** TASK TO CARRY OUT **
Only the lines below starting at the one containing "pub const SAMPLE_RATE: u32 = 44_100;" and ending at the one containing "pub fn byte_rate(&self)" belong in the answer, each copied exactly.

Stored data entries
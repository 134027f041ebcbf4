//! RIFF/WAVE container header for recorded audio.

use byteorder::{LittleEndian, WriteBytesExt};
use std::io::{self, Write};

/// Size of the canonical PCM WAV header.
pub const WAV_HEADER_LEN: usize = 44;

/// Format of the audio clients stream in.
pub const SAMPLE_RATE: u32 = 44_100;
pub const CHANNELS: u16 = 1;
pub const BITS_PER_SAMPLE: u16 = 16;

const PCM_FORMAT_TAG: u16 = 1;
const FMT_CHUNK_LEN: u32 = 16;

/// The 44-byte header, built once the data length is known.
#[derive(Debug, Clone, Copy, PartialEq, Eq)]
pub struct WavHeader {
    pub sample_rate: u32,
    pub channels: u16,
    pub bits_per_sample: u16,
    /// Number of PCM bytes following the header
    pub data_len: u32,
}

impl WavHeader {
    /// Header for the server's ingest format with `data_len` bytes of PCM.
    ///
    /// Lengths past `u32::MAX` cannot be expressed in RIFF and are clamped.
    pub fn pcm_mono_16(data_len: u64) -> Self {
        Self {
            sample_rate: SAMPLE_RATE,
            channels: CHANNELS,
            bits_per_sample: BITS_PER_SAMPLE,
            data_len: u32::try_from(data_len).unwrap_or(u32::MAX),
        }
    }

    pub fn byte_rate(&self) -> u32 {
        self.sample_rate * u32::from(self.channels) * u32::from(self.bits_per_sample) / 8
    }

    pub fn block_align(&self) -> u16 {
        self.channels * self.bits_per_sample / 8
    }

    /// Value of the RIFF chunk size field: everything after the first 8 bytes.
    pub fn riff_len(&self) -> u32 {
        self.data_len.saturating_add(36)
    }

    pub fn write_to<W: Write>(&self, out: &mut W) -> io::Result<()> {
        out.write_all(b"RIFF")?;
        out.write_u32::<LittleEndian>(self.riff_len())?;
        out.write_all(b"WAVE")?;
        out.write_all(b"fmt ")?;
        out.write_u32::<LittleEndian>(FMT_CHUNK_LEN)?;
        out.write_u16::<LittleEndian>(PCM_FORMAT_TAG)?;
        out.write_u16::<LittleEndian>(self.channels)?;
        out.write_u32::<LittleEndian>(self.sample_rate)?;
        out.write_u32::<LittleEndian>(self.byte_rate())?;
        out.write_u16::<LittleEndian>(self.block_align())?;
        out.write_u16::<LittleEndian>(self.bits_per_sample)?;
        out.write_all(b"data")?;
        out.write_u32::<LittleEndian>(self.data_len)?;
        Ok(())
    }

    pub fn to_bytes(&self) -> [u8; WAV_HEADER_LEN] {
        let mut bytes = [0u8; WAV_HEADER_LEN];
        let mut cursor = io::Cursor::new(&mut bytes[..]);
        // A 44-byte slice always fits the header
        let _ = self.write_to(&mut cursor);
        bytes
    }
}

...

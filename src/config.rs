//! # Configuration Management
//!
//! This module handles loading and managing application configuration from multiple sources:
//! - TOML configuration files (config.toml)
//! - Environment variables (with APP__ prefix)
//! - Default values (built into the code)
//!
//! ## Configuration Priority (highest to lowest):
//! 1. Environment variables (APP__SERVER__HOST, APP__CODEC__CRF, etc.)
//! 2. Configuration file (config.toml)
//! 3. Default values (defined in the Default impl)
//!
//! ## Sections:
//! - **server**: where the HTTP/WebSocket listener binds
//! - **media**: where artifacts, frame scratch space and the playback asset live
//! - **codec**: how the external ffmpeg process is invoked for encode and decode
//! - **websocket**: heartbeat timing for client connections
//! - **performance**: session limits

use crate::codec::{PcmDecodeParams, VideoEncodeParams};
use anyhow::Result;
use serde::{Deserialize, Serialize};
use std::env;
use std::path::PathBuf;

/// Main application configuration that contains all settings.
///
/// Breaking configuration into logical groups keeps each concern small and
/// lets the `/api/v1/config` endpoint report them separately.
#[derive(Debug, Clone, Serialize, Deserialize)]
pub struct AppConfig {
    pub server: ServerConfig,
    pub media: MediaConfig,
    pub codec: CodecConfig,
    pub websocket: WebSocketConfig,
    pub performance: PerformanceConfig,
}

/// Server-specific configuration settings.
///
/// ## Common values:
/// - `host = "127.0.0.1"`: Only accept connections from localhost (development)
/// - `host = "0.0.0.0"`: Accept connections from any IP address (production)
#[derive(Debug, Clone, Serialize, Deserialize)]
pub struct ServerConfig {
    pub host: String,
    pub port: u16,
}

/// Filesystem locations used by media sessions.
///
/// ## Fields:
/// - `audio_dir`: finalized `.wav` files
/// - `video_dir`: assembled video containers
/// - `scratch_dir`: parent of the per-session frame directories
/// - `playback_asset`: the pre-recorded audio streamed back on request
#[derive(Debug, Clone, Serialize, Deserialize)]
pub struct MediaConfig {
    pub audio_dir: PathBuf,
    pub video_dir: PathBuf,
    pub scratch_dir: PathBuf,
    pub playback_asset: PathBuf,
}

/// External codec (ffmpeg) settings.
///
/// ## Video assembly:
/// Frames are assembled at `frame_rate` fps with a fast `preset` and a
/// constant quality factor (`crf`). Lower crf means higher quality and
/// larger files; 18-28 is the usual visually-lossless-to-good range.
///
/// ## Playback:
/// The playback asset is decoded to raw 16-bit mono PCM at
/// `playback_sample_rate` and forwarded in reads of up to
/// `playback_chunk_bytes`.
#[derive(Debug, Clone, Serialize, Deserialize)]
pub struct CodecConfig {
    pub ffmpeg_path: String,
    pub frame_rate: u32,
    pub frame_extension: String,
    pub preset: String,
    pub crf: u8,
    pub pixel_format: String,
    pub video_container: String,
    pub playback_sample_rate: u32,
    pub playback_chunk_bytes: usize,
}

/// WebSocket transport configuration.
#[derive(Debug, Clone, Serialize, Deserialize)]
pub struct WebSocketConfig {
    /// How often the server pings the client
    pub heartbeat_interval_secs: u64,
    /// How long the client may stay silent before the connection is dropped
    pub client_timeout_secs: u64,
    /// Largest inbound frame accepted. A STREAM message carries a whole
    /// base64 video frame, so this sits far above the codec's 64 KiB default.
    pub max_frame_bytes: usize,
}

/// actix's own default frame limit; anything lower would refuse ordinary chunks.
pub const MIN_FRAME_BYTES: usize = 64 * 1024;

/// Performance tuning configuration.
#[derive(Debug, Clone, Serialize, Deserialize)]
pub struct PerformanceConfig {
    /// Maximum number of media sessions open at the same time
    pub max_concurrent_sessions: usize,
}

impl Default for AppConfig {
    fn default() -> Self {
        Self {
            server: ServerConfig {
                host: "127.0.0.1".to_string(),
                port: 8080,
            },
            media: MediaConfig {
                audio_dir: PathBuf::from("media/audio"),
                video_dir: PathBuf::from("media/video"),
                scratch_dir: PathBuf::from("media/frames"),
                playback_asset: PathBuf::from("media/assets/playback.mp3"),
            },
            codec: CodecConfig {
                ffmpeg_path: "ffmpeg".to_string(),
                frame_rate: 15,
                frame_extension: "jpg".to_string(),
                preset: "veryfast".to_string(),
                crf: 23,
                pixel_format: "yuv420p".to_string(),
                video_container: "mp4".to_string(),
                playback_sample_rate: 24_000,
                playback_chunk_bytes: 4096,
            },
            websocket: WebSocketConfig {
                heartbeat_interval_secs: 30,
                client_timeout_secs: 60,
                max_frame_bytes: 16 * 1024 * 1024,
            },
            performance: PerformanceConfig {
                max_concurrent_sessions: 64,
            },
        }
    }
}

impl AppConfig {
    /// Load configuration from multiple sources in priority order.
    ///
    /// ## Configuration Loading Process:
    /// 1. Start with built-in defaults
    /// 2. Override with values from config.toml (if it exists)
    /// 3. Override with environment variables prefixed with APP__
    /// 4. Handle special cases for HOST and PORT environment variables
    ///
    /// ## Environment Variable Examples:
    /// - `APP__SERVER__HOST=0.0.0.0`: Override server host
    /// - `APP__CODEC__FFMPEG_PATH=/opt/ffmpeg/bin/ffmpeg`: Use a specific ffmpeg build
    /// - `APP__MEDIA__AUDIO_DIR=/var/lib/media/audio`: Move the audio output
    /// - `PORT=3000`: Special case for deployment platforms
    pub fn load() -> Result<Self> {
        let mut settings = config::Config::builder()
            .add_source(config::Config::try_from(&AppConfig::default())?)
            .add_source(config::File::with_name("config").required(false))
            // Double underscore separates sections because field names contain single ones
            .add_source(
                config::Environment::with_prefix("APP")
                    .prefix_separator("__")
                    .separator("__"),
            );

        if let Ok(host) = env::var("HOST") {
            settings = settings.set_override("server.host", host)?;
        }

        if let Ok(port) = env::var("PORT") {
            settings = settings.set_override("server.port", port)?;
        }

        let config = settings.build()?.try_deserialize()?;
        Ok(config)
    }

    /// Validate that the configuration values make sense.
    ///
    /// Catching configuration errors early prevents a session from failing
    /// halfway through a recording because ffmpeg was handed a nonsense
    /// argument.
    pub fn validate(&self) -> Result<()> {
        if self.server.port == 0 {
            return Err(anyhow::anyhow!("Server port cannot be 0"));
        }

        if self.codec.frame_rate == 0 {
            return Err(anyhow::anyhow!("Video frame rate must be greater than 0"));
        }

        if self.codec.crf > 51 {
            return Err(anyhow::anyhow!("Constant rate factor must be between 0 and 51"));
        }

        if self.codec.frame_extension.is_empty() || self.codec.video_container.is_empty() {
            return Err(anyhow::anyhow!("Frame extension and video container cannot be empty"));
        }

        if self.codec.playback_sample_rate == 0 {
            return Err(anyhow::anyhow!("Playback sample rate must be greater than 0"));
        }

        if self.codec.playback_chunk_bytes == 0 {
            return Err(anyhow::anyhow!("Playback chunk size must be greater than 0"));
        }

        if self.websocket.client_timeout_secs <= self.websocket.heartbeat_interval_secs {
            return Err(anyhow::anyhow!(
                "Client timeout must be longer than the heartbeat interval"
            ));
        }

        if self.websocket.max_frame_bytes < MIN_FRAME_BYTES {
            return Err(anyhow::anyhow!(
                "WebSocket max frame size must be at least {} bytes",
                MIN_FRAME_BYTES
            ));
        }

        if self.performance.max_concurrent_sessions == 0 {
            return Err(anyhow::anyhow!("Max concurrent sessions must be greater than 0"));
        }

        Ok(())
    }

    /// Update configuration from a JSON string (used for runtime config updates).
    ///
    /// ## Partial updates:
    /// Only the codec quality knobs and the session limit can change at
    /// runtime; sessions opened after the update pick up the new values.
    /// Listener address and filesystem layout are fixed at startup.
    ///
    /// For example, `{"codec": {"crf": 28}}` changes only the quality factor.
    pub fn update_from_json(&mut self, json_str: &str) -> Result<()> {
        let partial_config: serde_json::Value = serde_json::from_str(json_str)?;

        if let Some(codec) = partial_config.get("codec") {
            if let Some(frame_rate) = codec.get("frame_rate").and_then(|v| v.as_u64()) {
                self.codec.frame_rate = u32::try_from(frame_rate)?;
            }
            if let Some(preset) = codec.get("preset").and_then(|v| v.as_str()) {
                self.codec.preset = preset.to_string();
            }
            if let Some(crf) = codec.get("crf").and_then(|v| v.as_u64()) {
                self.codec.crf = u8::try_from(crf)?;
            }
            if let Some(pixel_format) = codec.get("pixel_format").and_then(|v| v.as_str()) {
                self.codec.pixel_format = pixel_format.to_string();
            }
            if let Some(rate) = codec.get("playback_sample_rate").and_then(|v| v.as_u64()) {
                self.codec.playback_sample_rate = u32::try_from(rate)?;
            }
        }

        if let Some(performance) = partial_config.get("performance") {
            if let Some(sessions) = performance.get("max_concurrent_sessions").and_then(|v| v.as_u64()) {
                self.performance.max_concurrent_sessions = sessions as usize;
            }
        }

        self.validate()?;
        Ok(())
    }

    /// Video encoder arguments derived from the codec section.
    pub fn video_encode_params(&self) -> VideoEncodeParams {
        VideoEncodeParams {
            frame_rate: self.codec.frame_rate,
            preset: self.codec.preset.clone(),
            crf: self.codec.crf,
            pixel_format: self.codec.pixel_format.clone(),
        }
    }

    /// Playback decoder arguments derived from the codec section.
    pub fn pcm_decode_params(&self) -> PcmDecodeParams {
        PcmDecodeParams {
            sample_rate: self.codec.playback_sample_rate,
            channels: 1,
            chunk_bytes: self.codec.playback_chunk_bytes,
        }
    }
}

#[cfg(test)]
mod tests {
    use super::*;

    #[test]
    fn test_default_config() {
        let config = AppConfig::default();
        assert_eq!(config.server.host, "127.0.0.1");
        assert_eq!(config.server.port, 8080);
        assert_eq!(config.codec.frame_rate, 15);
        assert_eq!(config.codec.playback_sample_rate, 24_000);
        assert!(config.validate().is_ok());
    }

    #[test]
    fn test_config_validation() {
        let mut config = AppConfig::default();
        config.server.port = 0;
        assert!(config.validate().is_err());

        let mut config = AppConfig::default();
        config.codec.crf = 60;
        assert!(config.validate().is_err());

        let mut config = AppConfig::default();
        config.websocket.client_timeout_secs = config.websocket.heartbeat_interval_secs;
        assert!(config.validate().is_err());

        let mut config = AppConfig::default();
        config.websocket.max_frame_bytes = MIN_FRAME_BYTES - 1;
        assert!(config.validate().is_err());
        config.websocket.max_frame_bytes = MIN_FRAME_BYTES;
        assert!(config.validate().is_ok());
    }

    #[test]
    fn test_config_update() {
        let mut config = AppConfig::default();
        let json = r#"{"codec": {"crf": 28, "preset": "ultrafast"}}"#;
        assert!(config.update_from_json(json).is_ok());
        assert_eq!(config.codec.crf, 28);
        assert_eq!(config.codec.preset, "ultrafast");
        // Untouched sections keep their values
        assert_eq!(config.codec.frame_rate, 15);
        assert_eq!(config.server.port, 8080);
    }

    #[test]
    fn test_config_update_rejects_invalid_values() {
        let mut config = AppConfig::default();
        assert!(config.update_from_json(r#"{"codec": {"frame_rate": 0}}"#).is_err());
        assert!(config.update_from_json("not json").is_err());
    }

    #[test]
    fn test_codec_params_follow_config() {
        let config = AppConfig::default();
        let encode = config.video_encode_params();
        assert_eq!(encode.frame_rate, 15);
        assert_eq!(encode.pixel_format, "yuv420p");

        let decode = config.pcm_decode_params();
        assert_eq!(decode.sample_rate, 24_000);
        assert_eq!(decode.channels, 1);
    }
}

---

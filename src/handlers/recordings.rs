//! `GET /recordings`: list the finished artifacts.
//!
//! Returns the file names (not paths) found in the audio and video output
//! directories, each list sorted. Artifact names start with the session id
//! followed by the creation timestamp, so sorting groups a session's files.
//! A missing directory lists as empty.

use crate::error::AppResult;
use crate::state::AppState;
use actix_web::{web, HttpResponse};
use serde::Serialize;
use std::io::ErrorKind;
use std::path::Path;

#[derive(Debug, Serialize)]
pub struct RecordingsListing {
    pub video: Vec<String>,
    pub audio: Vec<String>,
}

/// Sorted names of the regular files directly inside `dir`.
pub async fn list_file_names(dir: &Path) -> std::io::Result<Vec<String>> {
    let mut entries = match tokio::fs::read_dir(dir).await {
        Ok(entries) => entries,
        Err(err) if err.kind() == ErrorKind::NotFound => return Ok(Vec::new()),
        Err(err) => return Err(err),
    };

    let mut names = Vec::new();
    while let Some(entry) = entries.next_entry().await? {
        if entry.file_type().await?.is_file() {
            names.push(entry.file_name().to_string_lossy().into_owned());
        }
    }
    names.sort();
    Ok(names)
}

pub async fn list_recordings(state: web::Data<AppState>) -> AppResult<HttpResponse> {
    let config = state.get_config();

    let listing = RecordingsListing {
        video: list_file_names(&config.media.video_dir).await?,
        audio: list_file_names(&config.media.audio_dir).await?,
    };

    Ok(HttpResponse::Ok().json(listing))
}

** SOLUTION TO THE PROBLEM **
pub const SAMPLE_RATE: u32 = 44_100;
pub const CHANNELS: u16 = 1;
pub const BITS_PER_SAMPLE: u16 = 16;

const PCM_FORMAT_TAG: u16 = 1;
const FMT_CHUNK_LEN: u32 = 16;

/// The 44-byte header, built once the data length is known.
#[derive(Debug, Clone, Copy, PartialEq, Eq)]
pub struct WavHeader {
    pub sample_rate: u32,
    pub channels: u16,
    pub bits_per_sample: u16,
    /// Number of PCM bytes following the header
    pub data_len: u32,
}

impl WavHeader {
    /// Header for the server's ingest format with `data_len` bytes of PCM.
    ///
    /// Lengths past `u32::MAX` cannot be expressed in RIFF and are clamped.
    pub fn pcm_mono_16(data_len: u64) -> Self {
        Self {
            sample_rate: SAMPLE_RATE,
            channels: CHANNELS,
            bits_per_sample: BITS_PER_SAMPLE,
            data_len: u32::try_from(data_len).unwrap_or(u32::MAX),
        }
    }

    pub fn byte_rate(&self) -> u32 {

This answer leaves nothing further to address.